Burgmüller was happy, because he thought he was a little closer to her again.
Since she had turned up at his place, he still hadn’t had the opportunity to look her right in the face, because she kept avoiding his gaze; so he asked her now, very directly, to look into his eyes again at last; or else, why did she think it would be advantageous for her to remain so hidden from him throughout their future collaboration?
Now? she asked almost in shock, you want us to look at each other now, isn’t it still much too soon, did he really think this was the right time for that, wouldn’t it indeed be disadvantageous and bring them bad luck if they looked at each other now, wouldn’t it be better to wait?
Wait for what?
By the way, she said, she had quite forgotten what his face looked like, and not just his face, his entire body, it was ever so far away at the very back of her memory, she explained, she had only retained his build in her head as something rather dwarflike, shriveled up, sunk in on itself; or had he in the meantime perhaps filled out, gotten really fat, puffy, so fat that he filled the room; or had he instead become thin and scrawny and shot up like a telegraph pole standing lonely and forgotten on the plain; or, if not that, what?

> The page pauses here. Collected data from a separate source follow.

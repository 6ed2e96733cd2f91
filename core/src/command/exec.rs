//! Command execution.
//!
//! Owners run before the nodes holding their foreign key on create and after
//! them on delete. Every level returns the stored tuple next to the assembled
//! struct so keys can be read even when a declared struct drops them.

use hashbrown::HashMap;
use trellis_types::{Name, Value};

use super::CommandType;
use super::graph::{CommandEdge, CommandNode};
use super::payload::{Payload, PayloadField};
use crate::combine::CombineKind;
use crate::criteria::Criteria;
use crate::dataset::Dataset;
use crate::error::{Result, TrellisError};
use crate::materialize::{Materializer, assemble, attach};
use crate::structs::{Field, Struct};
use crate::trellis_trace_command;
use crate::tuple::Tuple;

pub(crate) type Row = (Tuple, Struct);

type Nested<'a> = Vec<(&'a CommandEdge, &'a PayloadField)>;

pub(crate) fn execute(
    node: &CommandNode,
    restriction: &[Criteria],
    payload: &Payload,
) -> Result<Vec<Row>> {
    trellis_trace_command!(node.ty, node.relation_name());
    match node.ty {
        CommandType::Create => {
            if !restriction.is_empty() {
                return Err(TrellisError::InvalidPayload(format!(
                    "create on `{}` cannot be restricted",
                    node.relation_name()
                )));
            }
            check(node, payload)?;
            Ok(vec![create(node, payload)?])
        }
        CommandType::Update => {
            check(node, payload)?;
            update(node, restriction, payload)
        }
        CommandType::Delete => {
            if !payload.is_empty() {
                return Err(TrellisError::InvalidPayload(format!(
                    "delete on `{}` takes no payload",
                    node.relation_name()
                )));
            }
            delete(node, restriction)
        }
    }
}

/// Checks the whole payload tree against the command tree before any write.
fn check(node: &CommandNode, payload: &Payload) -> Result<()> {
    for (name, field) in payload.iter() {
        match (node.child(name), field) {
            (Some(_), PayloadField::Value(Value::Null)) => {}
            (Some(edge), _) => {
                for item in items(edge, field)? {
                    check(&edge.node, item)?;
                }
            }
            (None, PayloadField::Value(_)) if node.relation.schema().has_attribute(name) => {}
            (None, _) => {
                return Err(TrellisError::unknown_attribute(node.relation_name(), name));
            }
        }
    }
    Ok(())
}

/// Splits a checked payload into the node's own scalars and its nested entries.
fn split<'a>(node: &'a CommandNode, payload: &'a Payload) -> (Tuple, Nested<'a>) {
    let mut scalars = Tuple::with_capacity(payload.len());
    let mut nested = Vec::new();
    for (name, field) in payload.iter() {
        match (node.child(name), field) {
            (Some(_), PayloadField::Value(Value::Null)) => {}
            (Some(edge), _) => nested.push((edge, field)),
            (None, PayloadField::Value(value)) => scalars.insert(name.clone(), value.clone()),
            (None, _) => {}
        }
    }
    (scalars, nested)
}

/// Payload elements for one edge, checked against its kind.
fn items<'a>(edge: &CommandEdge, field: &'a PayloadField) -> Result<Vec<&'a Payload>> {
    match (edge.kind, field) {
        (CombineKind::Many, PayloadField::Many(items)) => Ok(items.iter().collect()),
        (CombineKind::One | CombineKind::Wrap, PayloadField::One(item)) => Ok(vec![item]),
        (CombineKind::Many, _) => Err(TrellisError::InvalidPayload(format!(
            "`{}` expects an array",
            edge.name
        ))),
        _ => Err(TrellisError::InvalidPayload(format!(
            "`{}` expects a single object",
            edge.name
        ))),
    }
}

fn scoped(dataset: &dyn Dataset, restriction: &[Criteria]) -> Result<Box<dyn Dataset>> {
    let mut scoped = dataset.restrict(&Criteria::new())?;
    for criteria in restriction {
        scoped = scoped.restrict(criteria)?;
    }
    Ok(scoped)
}

fn key_of(tuple: &Tuple, name: &Name) -> Value {
    tuple.get(name).cloned().unwrap_or_default()
}

fn finish(node: &CommandNode, tuple: Tuple, mut attached: HashMap<Name, Field>) -> Result<Row> {
    let value = assemble(
        node.relation.header(),
        node.relation.struct_type(),
        &tuple,
        |edge| {
            attached
                .remove(&edge.name)
                .unwrap_or_else(|| attach(edge.kind, &[]))
        },
    )?;
    Ok((tuple, value))
}

// =============================================================================
// Create
// =============================================================================

fn create(node: &CommandNode, payload: &Payload) -> Result<Row> {
    let (mut tuple, nested) = split(node, payload);
    let mut attached = HashMap::with_capacity(nested.len());

    for (edge, field) in nested.iter().filter(|(e, _)| e.kind == CombineKind::Wrap) {
        let mut owners = Vec::with_capacity(1);
        for item in items(edge, field)? {
            let (owner, value) = create(&edge.node, item)?;
            tuple.insert(edge.foreign_key().clone(), key_of(&owner, edge.owner_key()));
            owners.push(value);
        }
        attached.insert(edge.name.clone(), attach(edge.kind, &owners));
    }

    let stored = node.relation.base().insert(&tuple)?;

    for (edge, field) in nested.iter().filter(|(e, _)| e.kind != CombineKind::Wrap) {
        let key = key_of(&stored, edge.owner_key());
        let mut children = Vec::new();
        for item in items(edge, field)? {
            let value = match &edge.through {
                None => {
                    let mut item = item.clone();
                    item.set(edge.foreign_key().clone(), PayloadField::Value(key.clone()));
                    create(&edge.node, &item)?.1
                }
                Some(through) => {
                    let (child, value) = create(&edge.node, item)?;
                    through.dataset.insert(
                        &Tuple::new()
                            .with(through.parent_key.clone(), key.clone())
                            .with(through.child_key.clone(), key_of(&child, edge.foreign_key())),
                    )?;
                    value
                }
            };
            children.push(value);
        }
        attached.insert(edge.name.clone(), attach(edge.kind, &children));
    }

    finish(node, stored, attached)
}

// =============================================================================
// Update
// =============================================================================

fn update(node: &CommandNode, restriction: &[Criteria], payload: &Payload) -> Result<Vec<Row>> {
    let (changes, nested) = split(node, payload);
    let dataset = scoped(node.relation.base().as_ref(), restriction)?;
    let tuples = if changes.is_empty() {
        dataset.each()?
    } else {
        dataset.update(&changes)?
    };

    let mut rows = Vec::with_capacity(tuples.len());
    for tuple in tuples {
        for (edge, field) in &nested {
            for item in items(edge, field)? {
                let (criteria, item) = child_scope(edge, &tuple, item)?;
                update(&edge.node, &criteria, &item)?;
            }
        }
        // Children are read back once every element has been applied.
        let mut attached = HashMap::with_capacity(node.children.len());
        for edge in &node.children {
            let current = edge.node.relation.restrict(edge_scope(edge, &tuple)?)?;
            let children = Materializer::materialize(&current)?;
            attached.insert(edge.name.clone(), attach(edge.kind, &children));
        }
        rows.push(finish(node, tuple, attached)?);
    }
    Ok(rows)
}

/// Restriction selecting every row of `edge` belonging to `parent`.
fn edge_scope(edge: &CommandEdge, parent: &Tuple) -> Result<Criteria> {
    Ok(match (&edge.through, edge.kind) {
        (_, CombineKind::Wrap) => {
            Criteria::new().eq(edge.owner_key().clone(), key_of(parent, edge.foreign_key()))
        }
        (None, _) => {
            Criteria::new().eq(edge.foreign_key().clone(), key_of(parent, edge.owner_key()))
        }
        (Some(through), _) => {
            let owner = key_of(parent, edge.owner_key());
            let links = through
                .dataset
                .restrict(&Criteria::new().eq(through.parent_key.clone(), owner))?
                .each()?;
            Criteria::new().any(
                edge.foreign_key().clone(),
                links.iter().map(|link| key_of(link, &through.child_key)),
            )
        }
    })
}

/// Restriction selecting the child rows of `parent` an update element applies
/// to, narrowed by the child's primary key when the element carries it.
fn child_scope(
    edge: &CommandEdge,
    parent: &Tuple,
    item: &Payload,
) -> Result<(Vec<Criteria>, Payload)> {
    let mut criteria = vec![edge_scope(edge, parent)?];

    let schema = edge.node.relation.schema();
    let mut item = item.clone();
    if let Some(pk) = schema.primary_key() {
        if let Some(id) = item.value(pk).filter(|v| !v.is_null()).cloned() {
            criteria.push(Criteria::new().eq(pk.clone(), id));
            item = item
                .iter()
                .filter(|(name, _)| *name != pk)
                .fold(Payload::new(), |mut acc, (name, field)| {
                    acc.set(name.clone(), field.clone());
                    acc
                });
        }
    }
    Ok((criteria, item))
}

// =============================================================================
// Delete
// =============================================================================

fn delete(node: &CommandNode, restriction: &[Criteria]) -> Result<Vec<Row>> {
    let dataset = scoped(node.relation.base().as_ref(), restriction)?;
    let tuples = dataset.each()?;
    if tuples.is_empty() {
        return Ok(Vec::new());
    }

    let mut pending = Vec::with_capacity(tuples.len());
    for tuple in &tuples {
        let mut attached = HashMap::with_capacity(node.children.len());
        for edge in node.children.iter().filter(|e| e.kind != CombineKind::Wrap) {
            let key = key_of(tuple, edge.owner_key());
            let children: Vec<Struct> = match &edge.through {
                None => delete(&edge.node, &[Criteria::new().eq(edge.foreign_key().clone(), key)])?
                    .into_iter()
                    .map(|(_, value)| value)
                    .collect(),
                Some(through) => {
                    let links = through
                        .dataset
                        .restrict(&Criteria::new().eq(through.parent_key.clone(), key))?
                        .delete()?;
                    if links.is_empty() {
                        Vec::new()
                    } else {
                        let unlinked = edge.node.relation.restrict(Criteria::new().any(
                            edge.foreign_key().clone(),
                            links.iter().map(|link| key_of(link, &through.child_key)),
                        ))?;
                        Materializer::materialize(&unlinked)?
                    }
                }
            };
            attached.insert(edge.name.clone(), attach(edge.kind, &children));
        }
        pending.push(attached);
    }

    dataset.delete()?;

    let mut rows = Vec::with_capacity(tuples.len());
    for (tuple, mut attached) in tuples.into_iter().zip(pending) {
        for edge in node.children.iter().filter(|e| e.kind == CombineKind::Wrap) {
            let owners: Vec<Struct> = delete(
                &edge.node,
                &[Criteria::new().eq(edge.owner_key().clone(), key_of(&tuple, edge.foreign_key()))],
            )?
            .into_iter()
            .map(|(_, value)| value)
            .collect();
            attached.insert(edge.name.clone(), attach(edge.kind, &owners));
        }
        rows.push(finish(node, tuple, attached)?);
    }
    Ok(rows)
}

But, she went on, she would look him in the face, quite simply, then she’d see.
She looked.
And what do you see? he asked, longing to know.
What I see, she replied uncertainly, is actually nothing, or almost nothing, your outlines are almost entirely blurred, almost all enveloped in mist, clouded over, or, wait, the form of your face, of your head, I can make it out, if fleetingly, something like a lowercase a. . or no, rather like a big O! am I right?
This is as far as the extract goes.